─── RECORD EXCERPTS

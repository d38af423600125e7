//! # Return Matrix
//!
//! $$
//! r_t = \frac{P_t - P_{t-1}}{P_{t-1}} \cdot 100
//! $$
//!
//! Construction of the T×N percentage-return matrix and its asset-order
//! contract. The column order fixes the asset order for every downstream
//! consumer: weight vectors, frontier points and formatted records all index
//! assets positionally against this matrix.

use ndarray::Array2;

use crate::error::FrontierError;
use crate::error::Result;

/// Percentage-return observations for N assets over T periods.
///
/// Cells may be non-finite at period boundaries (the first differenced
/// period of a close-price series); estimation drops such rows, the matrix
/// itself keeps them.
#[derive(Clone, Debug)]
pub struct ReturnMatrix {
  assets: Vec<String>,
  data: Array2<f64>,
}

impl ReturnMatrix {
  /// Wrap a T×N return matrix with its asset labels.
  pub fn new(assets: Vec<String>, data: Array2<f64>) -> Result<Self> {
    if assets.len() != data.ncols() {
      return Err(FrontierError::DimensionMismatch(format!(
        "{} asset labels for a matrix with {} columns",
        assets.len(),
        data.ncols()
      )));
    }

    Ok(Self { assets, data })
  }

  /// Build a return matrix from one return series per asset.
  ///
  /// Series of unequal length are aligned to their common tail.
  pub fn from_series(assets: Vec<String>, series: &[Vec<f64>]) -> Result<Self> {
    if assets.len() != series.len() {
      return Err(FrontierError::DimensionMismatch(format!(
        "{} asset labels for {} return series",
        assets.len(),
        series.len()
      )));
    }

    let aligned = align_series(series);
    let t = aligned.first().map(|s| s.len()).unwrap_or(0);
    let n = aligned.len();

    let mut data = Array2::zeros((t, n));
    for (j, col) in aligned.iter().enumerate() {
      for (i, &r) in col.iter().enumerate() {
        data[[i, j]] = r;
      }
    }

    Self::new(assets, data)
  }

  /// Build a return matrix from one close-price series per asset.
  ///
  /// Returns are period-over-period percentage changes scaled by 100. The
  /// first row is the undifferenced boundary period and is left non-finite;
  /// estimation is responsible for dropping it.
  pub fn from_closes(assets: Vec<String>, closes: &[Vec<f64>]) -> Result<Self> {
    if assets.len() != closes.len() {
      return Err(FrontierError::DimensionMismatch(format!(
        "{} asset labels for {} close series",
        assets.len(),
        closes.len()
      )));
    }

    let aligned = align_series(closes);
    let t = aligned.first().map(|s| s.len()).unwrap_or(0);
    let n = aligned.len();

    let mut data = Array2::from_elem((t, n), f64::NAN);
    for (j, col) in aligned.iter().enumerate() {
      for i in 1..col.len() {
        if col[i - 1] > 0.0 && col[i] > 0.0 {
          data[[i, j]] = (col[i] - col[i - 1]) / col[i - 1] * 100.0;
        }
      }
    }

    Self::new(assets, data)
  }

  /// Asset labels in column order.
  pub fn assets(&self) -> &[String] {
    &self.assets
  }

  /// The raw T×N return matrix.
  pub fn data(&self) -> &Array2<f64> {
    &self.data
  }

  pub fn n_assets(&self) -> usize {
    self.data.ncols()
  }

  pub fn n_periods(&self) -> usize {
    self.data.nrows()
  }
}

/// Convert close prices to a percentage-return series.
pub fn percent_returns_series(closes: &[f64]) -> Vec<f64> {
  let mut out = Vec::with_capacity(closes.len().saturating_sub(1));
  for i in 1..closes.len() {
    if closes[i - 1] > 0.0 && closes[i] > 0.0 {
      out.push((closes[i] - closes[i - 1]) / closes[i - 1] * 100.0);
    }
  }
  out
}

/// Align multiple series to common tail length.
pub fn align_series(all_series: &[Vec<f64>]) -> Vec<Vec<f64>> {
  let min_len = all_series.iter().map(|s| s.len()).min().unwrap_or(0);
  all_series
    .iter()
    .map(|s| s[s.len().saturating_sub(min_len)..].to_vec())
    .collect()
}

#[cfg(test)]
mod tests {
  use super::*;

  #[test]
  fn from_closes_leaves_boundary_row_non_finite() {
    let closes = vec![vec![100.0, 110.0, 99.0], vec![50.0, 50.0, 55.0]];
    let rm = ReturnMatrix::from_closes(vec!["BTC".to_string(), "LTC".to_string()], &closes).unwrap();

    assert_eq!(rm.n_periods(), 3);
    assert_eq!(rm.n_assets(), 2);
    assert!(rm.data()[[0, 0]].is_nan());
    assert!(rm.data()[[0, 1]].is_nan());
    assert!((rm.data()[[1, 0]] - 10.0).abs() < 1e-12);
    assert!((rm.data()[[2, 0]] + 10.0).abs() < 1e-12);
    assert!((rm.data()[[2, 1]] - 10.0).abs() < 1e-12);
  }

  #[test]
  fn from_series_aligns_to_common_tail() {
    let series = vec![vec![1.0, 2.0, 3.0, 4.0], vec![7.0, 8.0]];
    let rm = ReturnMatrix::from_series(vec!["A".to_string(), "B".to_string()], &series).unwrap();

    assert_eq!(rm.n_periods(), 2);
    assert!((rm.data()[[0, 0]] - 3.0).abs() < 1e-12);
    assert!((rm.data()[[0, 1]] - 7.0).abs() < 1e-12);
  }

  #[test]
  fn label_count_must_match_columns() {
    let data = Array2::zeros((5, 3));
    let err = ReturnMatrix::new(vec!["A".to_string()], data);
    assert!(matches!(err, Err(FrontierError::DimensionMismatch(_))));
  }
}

──────

> **WHAT YOU SHOULD DO**
What is needed is an exact copy of all the entries.

> **EXERCISE OUTPUT**
repository d38af423600125e7
//! # Return Matrix
//!
//! $$
//! r_t = \frac{P_t - P_{t-1}}{P_{t-1}} \cdot 100
//! $$
//!
//! Construction of the T×N percentage-return matrix and its asset-order
//! contract. The column order fixes the asset order for every downstream
//! consumer: weight vectors, frontier points and formatted records all index
//! assets positionally against this matrix.

use ndarray::Array2;

use crate::error::FrontierError;
use crate::error::Result;

/// Percentage-return observations for N assets over T periods.
///
/// Cells may be non-finite at period boundaries (the first differenced
/// period of a close-price series); estimation drops such rows, the matrix
/// itself keeps them.
#[derive(Clone, Debug)]
pub struct ReturnMatrix {
  assets: Vec<String>,
  data: Array2<f64>,
}

impl ReturnMatrix {
  /// Wrap a T×N return matrix with its asset labels.
  pub fn new(assets: Vec<String>, data: Array2<f64>) -> Result<Self> {
    if assets.len() != data.ncols() {
      return Err(FrontierError::DimensionMismatch(format!(
        "{} asset labels for a matrix with {} columns",
        assets.len(),
        data.ncols()
      )));
    }

    Ok(Self { assets, data })
  }

  /// Build a return matrix from one return series per asset.
  ///
  /// Series of unequal length are aligned to their common tail.
  pub fn from_series(assets: Vec<String>, series: &[Vec<f64>]) -> Result<Self> {
    if assets.len() != series.len() {
      return Err(FrontierError::DimensionMismatch(format!(
        "{} asset labels for {} return series",
        assets.len(),
        series.len()
      )));
    }

    let aligned = align_series(series);
    let t = aligned.first().map(|s| s.len()).unwrap_or(0);
    let n = aligned.len();

    let mut data = Array2::zeros((t, n));
    for (j, col) in aligned.iter().enumerate() {
      for (i, &r) in col.iter().enumerate() {
        data[[i, j]] = r;
      }
    }

    Self::new(assets, data)
  }

  /// Build a return matrix from one close-price series per asset.
  ///
  /// Returns are period-over-period percentage changes scaled by 100. The
  /// first row is the undifferenced boundary period and is left non-finite;
  /// estimation is responsible for dropping it.
  pub fn from_closes(assets: Vec<String>, closes: &[Vec<f64>]) -> Result<Self> {
    if assets.len() != closes.len() {
      return Err(FrontierError::DimensionMismatch(format!(
        "{} asset labels for {} close series",
        assets.len(),
        closes.len()
      )));
    }

    let aligned = align_series(closes);
    let t = aligned.first().map(|s| s.len()).unwrap_or(0);
    let n = aligned.len();

    let mut data = Array2::from_elem((t, n), f64::NAN);
    for (j, col) in aligned.iter().enumerate() {
      for i in 1..col.len() {
        if col[i - 1] > 0.0 && col[i] > 0.0 {
          data[[i, j]] = (col[i] - col[i - 1]) / col[i - 1] * 100.0;
        }
      }
    }

    Self::new(assets, data)
  }

  /// Asset labels in column order.
  pub fn assets(&self) -> &[String] {
    &self.assets
  }

  /// The raw T×N return matrix.
  pub fn data(&self) -> &Array2<f64> {
    &self.data
  }

  pub fn n_assets(&self) -> usize {
    self.data.ncols()
  }

  pub fn n_periods(&self) -> usize {
    self.data.nrows()
  }
}

/// Convert close prices to a percentage-return series.
pub fn percent_returns_series(closes: &[f64]) -> Vec<f64> {
  let mut out = Vec::with_capacity(closes.len().saturating_sub(1));
  for i in 1..closes.len() {
    if closes[i - 1] > 0.0 && closes[i] > 0.0 {
      out.push((closes[i] - closes[i - 1]) / closes[i - 1] * 100.0);
    }
  }
  out
}

/// Align multiple series to common tail length.
pub fn align_series(all_series: &[Vec<f64>]) -> Vec<Vec<f64>> {
  let min_len = all_series.iter().map(|s| s.len()).min().unwrap_or(0);
  all_series
    .iter()
    .map(|s| s[s.len().saturating_sub(min_len)..].to_vec())
    .collect()
}

#[cfg(test)]
mod tests {
  use super::*;

  #[test]
  fn from_closes_leaves_boundary_row_non_finite() {
    let closes = vec![vec![100.0, 110.0, 99.0], vec![50.0, 50.0, 55.0]];
    let rm = ReturnMatrix::from_closes(vec!["BTC".to_string(), "LTC".to_string()], &closes).unwrap();

    assert_eq!(rm.n_periods(), 3);
    assert_eq!(rm.n_assets(), 2);
    assert!(rm.data()[[0, 0]].is_nan());
    assert!(rm.data()[[0, 1]].is_nan());
    assert!((rm.data()[[1, 0]] - 10.0).abs() < 1e-12);
    assert!((rm.data()[[2, 0]] + 10.0).abs() < 1e-12);
    assert!((rm.data()[[2, 1]] - 10.0).abs() < 1e-12);
  }

  #[test]
  fn from_series_aligns_to_common_tail() {
    let series = vec![vec![1.0, 2.0, 3.0, 4.0], vec![7.0, 8.0]];
    let rm = ReturnMatrix::from_series(vec!["A".to_string(), "B".to_string()], &series).unwrap();

    assert_eq!(rm.n_periods(), 2);
    assert!((rm.data()[[0, 0]] - 3.0).abs() < 1e-12);
    assert!((rm.data()[[0, 1]] - 7.0).abs() < 1e-12);
  }

  #[test]
  fn label_count_must_match_columns() {
    let data = Array2::zeros((5, 3));
    let err = ReturnMatrix::new(vec!["A".to_string()], data);
    assert!(matches!(err, Err(FrontierError::DimensionMismatch(_))));
  }
}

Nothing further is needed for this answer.